Indonesia, a country of 279.5 million people, is Southeast Asia’s largest economy with a GDP of approximately $1.32 trillion USD in 2022. The economy has shown a strong rebound since contracting in 2020 exceeding the 2019 GDP with $1.19 trillion in 2021. By the end of 2022, Indonesia’s economy grew by 5.3% returning to its decade of growth above five percent that had been halted by the COVID-19 restrictions in 2020 and 2021. Indonesia is a thriving democracy with significant regional autonomy. The country is located on one of the world’s major trade routes and has extensive natural resource wealth distributed over an area the size of the continental United States and is comprised of over 17,500 islands.
The government led by President Joko Widodo (known as “Jokowi”) focused his first five-year term on improving infrastructure, diversifying the economy, and reducing barriers to doing business in Indonesia; in an attempt to propel the economy beyond middle-income status over the next generation. Re-elected to a second term in November 2019, President Jokowi and his cabinet have reaffirmed these commitments and called for a renewed emphasis on infrastructure and human capital development to upskill Indonesian workers and help drive growth in the manufacturing and digital sectors.

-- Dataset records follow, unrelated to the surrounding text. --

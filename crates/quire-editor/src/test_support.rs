use std::sync::Arc;

use quire_model::{Node, Selection};

use crate::builtins;
use crate::editor::Editor;
use crate::highlight::HighlightOptions;
use crate::registry::{Composition, ExtensionRegistry};

/// Every built-in unit; highlighting paints immediately.
pub fn composition() -> Arc<Composition> {
    let highlight = HighlightOptions {
        defer_first_paint: false,
        ..HighlightOptions::default()
    };
    let units = builtins::NAMES
        .iter()
        .filter_map(|name| builtins::by_name(name, &highlight))
        .collect();
    ExtensionRegistry::compose(units).unwrap()
}

pub fn editor(markdown: &str) -> Editor {
    Editor::from_markdown(composition(), markdown).unwrap()
}

/// Absolute position of the first occurrence of `needle` in a text node.
pub fn pos_of(doc: &Node, needle: &str) -> usize {
    let mut found = None;
    doc.descendants(&mut |node, pos, _, _| {
        if found.is_some() {
            return false;
        }
        if let Some(text) = node.text()
            && let Some(byte) = text.find(needle)
        {
            found = Some(pos + text[..byte].chars().count());
        }
        true
    });
    found.unwrap_or_else(|| panic!("`{needle}` not in document"))
}

/// Put the cursor right before `needle`.
pub fn cursor_before(editor: &mut Editor, needle: &str) {
    let pos = pos_of(editor.doc(), needle);
    editor.set_selection(Selection::cursor(pos));
}

/// Put the cursor right after `needle`.
pub fn cursor_after(editor: &mut Editor, needle: &str) {
    let pos = pos_of(editor.doc(), needle) + needle.chars().count();
    editor.set_selection(Selection::cursor(pos));
}

/// Select `needle`.
pub fn select(editor: &mut Editor, needle: &str) {
    let from = pos_of(editor.doc(), needle);
    editor.set_selection(Selection::new(from, from + needle.chars().count()));
}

The Indonesian economy possesses sound fundamentals of social stability, strong domestic demand for goods and services, steadily increasing foreign reserves (about $137.5 billion in June 2023), and stable prices with moderate-to-low inflation. However, persistent trade and investment barriers driven by protectionist sentiment, persistent and pervasive corruption, poor infrastructure, inconsistent interpretation and enforcement of laws, and labor rigidity continue to inhibit greater levels of economic growth and prosperity.

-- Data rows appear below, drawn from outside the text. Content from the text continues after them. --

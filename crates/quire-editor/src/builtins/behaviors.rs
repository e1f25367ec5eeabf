//! Built-in behavior units.

use chrono::Local;
use smol_str::SmolStr;

use crate::commands::{
    Stamp, clear_nodes, delete_selection, format_stamp, insert_stamp, join_backward, redo,
    select_all, split_block, undo,
};
use crate::extension::{Extension, command, key};
use crate::highlight::{HighlightOptions, HighlightPlugin};
use crate::input_rules::text_rule;

pub fn history() -> Extension {
    Extension::behavior("history")
        .with_keys(|_| {
            vec![
                key("Mod-z", "undo"),
                key("Shift-Mod-z", "redo"),
                key("Mod-y", "redo"),
            ]
        })
        .with_commands(|_| {
            vec![
                (SmolStr::new("undo"), command(|state, _| undo(state))),
                (SmolStr::new("redo"), command(|state, _| redo(state))),
            ]
        })
}

/// The base keymap. Registered after the node units so their more
/// specific bindings for the same keys are tried first.
pub fn keys() -> Extension {
    Extension::behavior("keys")
        .with_keys(|_| {
            vec![
                key("Enter", "split_block"),
                key("Backspace", "delete_selection"),
                key("Backspace", "join_backward"),
                key("Delete", "delete_selection"),
                key("Mod-a", "select_all"),
                key("Shift-Ctrl-Backspace", "clear_nodes"),
            ]
        })
        .with_commands(|_| {
            vec![
                (SmolStr::new("split_block"), command(|state, _| split_block(state))),
                (SmolStr::new("join_backward"), command(|state, _| join_backward(state))),
                (SmolStr::new("delete_selection"), command(|state, _| delete_selection(state))),
                (SmolStr::new("select_all"), command(|state, _| select_all(state))),
                (SmolStr::new("clear_nodes"), command(|state, _| clear_nodes(state))),
            ]
        })
}

/// `/date`, `/time` and `/datetime` followed by a space, and commands of
/// the same names.
pub fn date_time() -> Extension {
    Extension::behavior("date_time")
        .with_input_rules(|_| {
            [("date", Stamp::Date), ("time", Stamp::Time), ("datetime", Stamp::DateTime)]
                .into_iter()
                .map(|(name, kind)| {
                    text_rule(name, &format!(r"/{name}\s$"), move |_| {
                        format!("{} ", format_stamp(kind, Local::now()))
                    })
                })
                .collect()
        })
        .with_commands(|_| {
            vec![
                (SmolStr::new("date"), command(|state, _| insert_stamp(state, Stamp::Date))),
                (SmolStr::new("time"), command(|state, _| insert_stamp(state, Stamp::Time))),
                (
                    SmolStr::new("datetime"),
                    command(|state, _| insert_stamp(state, Stamp::DateTime)),
                ),
            ]
        })
}

/// Code block highlighting with the given options.
pub fn highlight(options: HighlightOptions) -> Extension {
    Extension::behavior("highlight").with_plugin(move |_| Box::new(HighlightPlugin::new(options.clone())))
}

On 21 March 2023, the Government of Indonesia passed an omnibus regulation into law on Job Creation. The law revises more than 70 existing laws, streamline red tape, attract greater levels of investment, and fuel job creation and economic growth. Labor and environmental groups, as well as those opposed to increased centralized government control, have been largely at odds with the business groups who supported the bill’s streamlined bureaucratic processes and flexible labor regulations. Topics include investment, labor, micro-small-and-medium enterprise policy, research and innovation, land acquisition, economic zones, job creation, sanctions and fines, sovereign wealth fund activity, and more.